You might be wondering why we're taking such a lighthearted tone with such supposedly dark subject matter. That's because Crime of Crimes is such a goofball movie - as you might expect from director Alfredo Zacarias, the man behind the wonderfully whackadoo classic Demonoid (1981). COC (that's Crime of Crimes, not Corrosion of Conformity, as I'm sure the two get mixed up all the time), despite its presumably serious (?) intentions, comes off like one of those "disconnected from reality" movies, the closest comparison here being the canon of Amir Shervan. Besides, it's hard to see the seriousness of abducted children when a container of pee is being thrown in an old man's face. Yes, that happens. And it's not in a romp like Screwball's Vacation (1984). It's right here in Crime of Crimes!

Organ-harvesting movies have a rich tradition going back many years. B.O.R.N. (1989), The Harvest (1992), Pound of Flesh (2015), the list goes on and on. But Crime of Crimes has something all its competitors don't: a cast made of 80 percent English-As-A-Second-Language speakers. It's almost like Zacarias went out of his way to go to an ESL night class to cast his movie. Of course, the first credit you see on screen when you start the tape is "A David Carradine Production" - always words you want to see - so maybe he's behind that decision. Carradine chomps a cigar so enthusiastically, you can't tell a word he's saying either. 
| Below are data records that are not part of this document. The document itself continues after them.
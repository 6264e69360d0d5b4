//! Striped reader/writer locks.
//!
//! A fixed pool of `RwLock`s, each key routed to one stripe by a stable hash.
//! Keys on different stripes never contend; keys sharing a stripe follow
//! ordinary reader/writer semantics. Every operation holds exactly one stripe,
//! so there is no lock ordering to get wrong.

use std::hash::{BuildHasher, BuildHasherDefault, DefaultHasher, Hash};
use std::sync::{OnceLock, PoisonError, RwLock};

/// A fixed-size pool of lazily allocated reader/writer locks.
pub struct StripedLock {
    stripes: Box<[OnceLock<RwLock<()>>]>,
    hasher: BuildHasherDefault<DefaultHasher>,
}

impl std::fmt::Debug for StripedLock {
    fn fmt(&self, f: &mut std::fmt::Formatter<'_>) -> std::fmt::Result {
        let allocated = self.stripes.iter().filter(|s| s.get().is_some()).count();
        f.debug_struct("StripedLock")
            .field("stripes", &self.stripes.len())
            .field("allocated", &allocated)
            .finish()
    }
}

impl StripedLock {
    pub const DEFAULT_STRIPES: usize = 8;

    /// Create a pool with `stripes` locks (at least one).
    pub fn new(stripes: usize) -> Self {
        let stripes = stripes.max(1);
        Self {
            stripes: (0..stripes).map(|_| OnceLock::new()).collect(),
            hasher: BuildHasherDefault::default(),
        }
    }

    /// Number of stripes in the pool.
    pub fn stripe_count(&self) -> usize {
        self.stripes.len()
    }

    /// Index of the stripe guarding `key`.
    pub fn stripe_of<K: Hash + ?Sized>(&self, key: &K) -> usize {
        (self.hasher.hash_one(key) % self.stripes.len() as u64) as usize
    }

    fn lock_for<K: Hash + ?Sized>(&self, key: &K) -> &RwLock<()> {
        self.stripes[self.stripe_of(key)].get_or_init(|| RwLock::new(()))
    }

    /// Run `f` holding the shared lock of `key`'s stripe.
    pub fn read<K: Hash + ?Sized, R>(&self, key: &K, f: impl FnOnce() -> R) -> R {
        // The stripes guard `()`, so a poisoned stripe carries no broken state.
        let _guard = self
            .lock_for(key)
            .read()
            .unwrap_or_else(PoisonError::into_inner);
        f()
    }

    /// Run `f` holding the exclusive lock of `key`'s stripe.
    pub fn write<K: Hash + ?Sized, R>(&self, key: &K, f: impl FnOnce() -> R) -> R {
        let _guard = self
            .lock_for(key)
            .write()
            .unwrap_or_else(PoisonError::into_inner);
        f()
    }
}

impl Default for StripedLock {
    fn default() -> Self {
        Self::new(Self::DEFAULT_STRIPES)
    }
}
Consequently, this might be the most unintelligible movie we've seen in years. Needless to say, that's a compliment, as it only adds to the ridiculous nature of everything we're seeing here, including the faces people make, their reactions, line readings, etc. It's all gold. Especially the enjoyably silly plot contrivances you just have to see to truly appreciate.

Jeff Celentano (credited here as Jeff Weston), was in Code Name Zebra (1987) and The Revenger (1990), among other action movies, before this one. He helps a lot to keep the movie afloat, and his partner Silva, as played by Miguel Angel Rodriguez, can't speak English too well, but that's ignored by everyone. It didn't stop Rodriguez from having a huge career in Mexico, however. Aldo Ray and Carradine are the names here (although Yniguez was on seemingly every TV show in the 70's and 80's) and it's all a bunch of fun, "what were they thinking?" sort of entertainment.

Released in the golden year of 1989, the VHS tape of Crime of Crimes appears to be quite rare. Released on VCI Home Video, as if this whole outing wasn't nutty enough, after the credits there is a PSA done by an organization from Carrollton, Texas that is trying to save the children. They seem very well-meaning. They didn't seem to realize that putting their PSA after a nutty movie like Crime of Crimes might not be the best way to achieve their goals. But, hey, you gotta start somewhere.

Crime of Crimes is a solid case of "only in the 80's, only in video stores could this have happened". Do check it out. For the CHILDREN!